EXERCISE REQUIREMENTS: Without any change, set down every record below.
╭──
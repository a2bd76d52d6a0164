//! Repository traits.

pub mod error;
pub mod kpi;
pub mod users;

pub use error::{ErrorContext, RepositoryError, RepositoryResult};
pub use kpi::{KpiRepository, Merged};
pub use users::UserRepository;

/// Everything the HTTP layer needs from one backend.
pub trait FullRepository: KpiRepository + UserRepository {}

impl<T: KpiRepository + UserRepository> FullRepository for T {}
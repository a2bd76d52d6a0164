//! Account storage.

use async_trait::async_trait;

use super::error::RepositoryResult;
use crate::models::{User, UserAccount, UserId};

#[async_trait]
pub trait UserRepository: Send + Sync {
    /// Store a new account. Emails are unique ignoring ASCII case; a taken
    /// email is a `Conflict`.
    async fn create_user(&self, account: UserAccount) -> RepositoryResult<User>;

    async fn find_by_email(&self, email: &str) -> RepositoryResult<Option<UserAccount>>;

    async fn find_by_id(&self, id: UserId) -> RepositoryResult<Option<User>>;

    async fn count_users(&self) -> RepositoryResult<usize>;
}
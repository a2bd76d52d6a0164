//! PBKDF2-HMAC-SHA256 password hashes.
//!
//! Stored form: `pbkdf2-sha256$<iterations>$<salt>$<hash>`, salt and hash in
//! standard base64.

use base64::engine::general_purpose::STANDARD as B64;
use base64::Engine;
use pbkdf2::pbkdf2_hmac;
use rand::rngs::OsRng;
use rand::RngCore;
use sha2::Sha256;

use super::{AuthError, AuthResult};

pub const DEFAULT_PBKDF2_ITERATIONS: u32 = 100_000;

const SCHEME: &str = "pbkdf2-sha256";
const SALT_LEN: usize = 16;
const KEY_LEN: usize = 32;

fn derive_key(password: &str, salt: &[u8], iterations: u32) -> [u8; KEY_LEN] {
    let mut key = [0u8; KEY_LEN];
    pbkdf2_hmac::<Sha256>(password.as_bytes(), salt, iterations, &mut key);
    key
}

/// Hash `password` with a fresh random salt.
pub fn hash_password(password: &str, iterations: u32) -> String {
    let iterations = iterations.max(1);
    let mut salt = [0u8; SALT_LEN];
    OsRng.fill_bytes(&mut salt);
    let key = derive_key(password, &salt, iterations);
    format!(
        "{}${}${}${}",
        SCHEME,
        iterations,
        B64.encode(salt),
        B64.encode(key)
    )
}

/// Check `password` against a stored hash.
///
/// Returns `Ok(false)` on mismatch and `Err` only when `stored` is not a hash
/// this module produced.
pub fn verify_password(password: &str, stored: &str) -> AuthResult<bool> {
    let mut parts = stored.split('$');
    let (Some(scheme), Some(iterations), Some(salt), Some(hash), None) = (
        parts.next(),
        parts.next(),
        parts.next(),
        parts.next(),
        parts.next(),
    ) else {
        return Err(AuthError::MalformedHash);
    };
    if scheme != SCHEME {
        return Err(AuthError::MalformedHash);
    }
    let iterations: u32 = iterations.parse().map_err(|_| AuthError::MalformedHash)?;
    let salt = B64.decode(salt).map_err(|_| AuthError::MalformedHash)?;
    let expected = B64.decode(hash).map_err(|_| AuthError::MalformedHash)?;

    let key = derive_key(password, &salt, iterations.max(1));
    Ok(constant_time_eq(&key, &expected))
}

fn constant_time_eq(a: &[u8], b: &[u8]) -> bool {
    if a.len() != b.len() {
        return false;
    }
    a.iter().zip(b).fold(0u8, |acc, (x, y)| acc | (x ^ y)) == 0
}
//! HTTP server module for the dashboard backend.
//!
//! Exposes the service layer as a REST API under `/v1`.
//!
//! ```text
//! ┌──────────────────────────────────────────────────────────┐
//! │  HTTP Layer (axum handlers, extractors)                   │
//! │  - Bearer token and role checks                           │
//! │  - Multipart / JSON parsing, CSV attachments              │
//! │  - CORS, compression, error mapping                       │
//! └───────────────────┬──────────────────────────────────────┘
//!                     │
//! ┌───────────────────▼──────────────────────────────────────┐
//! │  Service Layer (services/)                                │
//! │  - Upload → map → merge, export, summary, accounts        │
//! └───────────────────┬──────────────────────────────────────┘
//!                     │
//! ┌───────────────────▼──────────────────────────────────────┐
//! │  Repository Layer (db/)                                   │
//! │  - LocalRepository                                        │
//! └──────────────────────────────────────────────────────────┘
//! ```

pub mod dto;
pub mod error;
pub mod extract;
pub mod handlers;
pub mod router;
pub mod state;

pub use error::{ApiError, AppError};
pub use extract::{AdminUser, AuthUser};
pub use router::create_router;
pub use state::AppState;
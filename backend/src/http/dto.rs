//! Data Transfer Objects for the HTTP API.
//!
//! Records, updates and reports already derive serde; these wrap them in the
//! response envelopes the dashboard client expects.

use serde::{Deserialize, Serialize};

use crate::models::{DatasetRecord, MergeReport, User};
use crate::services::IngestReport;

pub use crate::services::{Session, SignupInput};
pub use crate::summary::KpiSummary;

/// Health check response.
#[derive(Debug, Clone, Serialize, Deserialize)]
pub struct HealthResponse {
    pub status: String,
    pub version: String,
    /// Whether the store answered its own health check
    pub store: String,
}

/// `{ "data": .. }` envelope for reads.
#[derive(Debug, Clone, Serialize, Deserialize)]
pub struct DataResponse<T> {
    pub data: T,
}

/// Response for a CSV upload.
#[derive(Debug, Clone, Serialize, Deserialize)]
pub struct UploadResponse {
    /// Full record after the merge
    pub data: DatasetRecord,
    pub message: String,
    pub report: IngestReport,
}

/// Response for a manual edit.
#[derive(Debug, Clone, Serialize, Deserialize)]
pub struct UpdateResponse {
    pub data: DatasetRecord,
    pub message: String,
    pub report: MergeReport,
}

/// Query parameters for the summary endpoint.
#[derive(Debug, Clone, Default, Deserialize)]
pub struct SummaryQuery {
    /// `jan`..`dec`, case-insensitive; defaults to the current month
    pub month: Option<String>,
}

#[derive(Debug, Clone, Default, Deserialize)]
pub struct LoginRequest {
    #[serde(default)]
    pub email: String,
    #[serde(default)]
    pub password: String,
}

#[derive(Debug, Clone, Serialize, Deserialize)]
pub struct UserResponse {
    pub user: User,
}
╰──
RESPONSE:
repository a2bd76d52d6a0164
//! Repository traits.

pub mod error;
pub mod kpi;
pub mod users;

pub use error::{ErrorContext, RepositoryError, RepositoryResult};
pub use kpi::{KpiRepository, Merged};
pub use users::UserRepository;

/// Everything the HTTP layer needs from one backend.
pub trait FullRepository: KpiRepository + UserRepository {}

impl<T: KpiRepository + UserRepository> FullRepository for T {}
repository a2bd76d52d6a0164
//! Account storage.

use async_trait::async_trait;

use super::error::RepositoryResult;
use crate::models::{User, UserAccount, UserId};

#[async_trait]
pub trait UserRepository: Send + Sync {
    /// Store a new account. Emails are unique ignoring ASCII case; a taken
    /// email is a `Conflict`.
    async fn create_user(&self, account: UserAccount) -> RepositoryResult<User>;

    async fn find_by_email(&self, email: &str) -> RepositoryResult<Option<UserAccount>>;

    async fn find_by_id(&self, id: UserId) -> RepositoryResult<Option<User>>;

    async fn count_users(&self) -> RepositoryResult<usize>;
}
repository a2bd76d52d6a0164
//! PBKDF2-HMAC-SHA256 password hashes.
//!
//! Stored form: `pbkdf2-sha256$<iterations>$<salt>$<hash>`, salt and hash in
//! standard base64.

use base64::engine::general_purpose::STANDARD as B64;
use base64::Engine;
use pbkdf2::pbkdf2_hmac;
use rand::rngs::OsRng;
use rand::RngCore;
use sha2::Sha256;

use super::{AuthError, AuthResult};

pub const DEFAULT_PBKDF2_ITERATIONS: u32 = 100_000;

const SCHEME: &str = "pbkdf2-sha256";
const SALT_LEN: usize = 16;
const KEY_LEN: usize = 32;

fn derive_key(password: &str, salt: &[u8], iterations: u32) -> [u8; KEY_LEN] {
    let mut key = [0u8; KEY_LEN];
    pbkdf2_hmac::<Sha256>(password.as_bytes(), salt, iterations, &mut key);
    key
}

/// Hash `password` with a fresh random salt.
pub fn hash_password(password: &str, iterations: u32) -> String {
    let iterations = iterations.max(1);
    let mut salt = [0u8; SALT_LEN];
    OsRng.fill_bytes(&mut salt);
    let key = derive_key(password, &salt, iterations);
    format!(
        "{}${}${}${}",
        SCHEME,
        iterations,
        B64.encode(salt),
        B64.encode(key)
    )
}

/// Check `password` against a stored hash.
///
/// Returns `Ok(false)` on mismatch and `Err` only when `stored` is not a hash
/// this module produced.
pub fn verify_password(password: &str, stored: &str) -> AuthResult<bool> {
    let mut parts = stored.split('$');
    let (Some(scheme), Some(iterations), Some(salt), Some(hash), None) = (
        parts.next(),
        parts.next(),
        parts.next(),
        parts.next(),
        parts.next(),
    ) else {
        return Err(AuthError::MalformedHash);
    };
    if scheme != SCHEME {
        return Err(AuthError::MalformedHash);
    }
    let iterations: u32 = iterations.parse().map_err(|_| AuthError::MalformedHash)?;
    let salt = B64.decode(salt).map_err(|_| AuthError::MalformedHash)?;
    let expected = B64.decode(hash).map_err(|_| AuthError::MalformedHash)?;

    let key = derive_key(password, &salt, iterations.max(1));
    Ok(constant_time_eq(&key, &expected))
}

fn constant_time_eq(a: &[u8], b: &[u8]) -> bool {
    if a.len() != b.len() {
        return false;
    }
    a.iter().zip(b).fold(0u8, |acc, (x, y)| acc | (x ^ y)) == 0
}
//! HTTP server module for the dashboard backend.
//!
//! Exposes the service layer as a REST API under `/v1`.
//!
//! ```text
//! ┌──────────────────────────────────────────────────────────┐
//! │  HTTP Layer (axum handlers, extractors)                   │
//! │  - Bearer token and role checks                           │
//! │  - Multipart / JSON parsing, CSV attachments              │
//! │  - CORS, compression, error mapping                       │
//! └───────────────────┬──────────────────────────────────────┘
//!                     │
//! ┌───────────────────▼──────────────────────────────────────┐
//! │  Service Layer (services/)                                │
//! │  - Upload → map → merge, export, summary, accounts        │
//! └───────────────────┬──────────────────────────────────────┘
//!                     │
//! ┌───────────────────▼──────────────────────────────────────┐
//! │  Repository Layer (db/)                                   │
//! │  - LocalRepository                                        │
//! └──────────────────────────────────────────────────────────┘
//! ```

pub mod dto;
pub mod error;
pub mod extract;
pub mod handlers;
pub mod router;
pub mod state;

pub use error::{ApiError, AppError};
pub use extract::{AdminUser, AuthUser};
pub use router::create_router;
pub use state::AppState;
filename backend/src/http/dto.rs
//! Data Transfer Objects for the HTTP API.
//!
//! Records, updates and reports already derive serde; these wrap them in the
//! response envelopes the dashboard client expects.

use serde::{Deserialize, Serialize};

use crate::models::{DatasetRecord, MergeReport, User};
use crate::services::IngestReport;

pub use crate::services::{Session, SignupInput};
pub use crate::summary::KpiSummary;

/// Health check response.
#[derive(Debug, Clone, Serialize, Deserialize)]
pub struct HealthResponse {
    pub status: String,
    pub version: String,
    /// Whether the store answered its own health check
    pub store: String,
}

/// `{ "data": .. }` envelope for reads.
#[derive(Debug, Clone, Serialize, Deserialize)]
pub struct DataResponse<T> {
    pub data: T,
}

/// Response for a CSV upload.
#[derive(Debug, Clone, Serialize, Deserialize)]
pub struct UploadResponse {
    /// Full record after the merge
    pub data: DatasetRecord,
    pub message: String,
    pub report: IngestReport,
}

/// Response for a manual edit.
#[derive(Debug, Clone, Serialize, Deserialize)]
pub struct UpdateResponse {
    pub data: DatasetRecord,
    pub message: String,
    pub report: MergeReport,
}

/// Query parameters for the summary endpoint.
#[derive(Debug, Clone, Default, Deserialize)]
pub struct SummaryQuery {
    /// `jan`..`dec`, case-insensitive; defaults to the current month
    pub month: Option<String>,
}

#[derive(Debug, Clone, Default, Deserialize)]
pub struct LoginRequest {
    #[serde(default)]
    pub email: String,
    #[serde(default)]
    pub password: String,
}

#[derive(Debug, Clone, Serialize, Deserialize)]
pub struct UserResponse {
    pub user: User,
}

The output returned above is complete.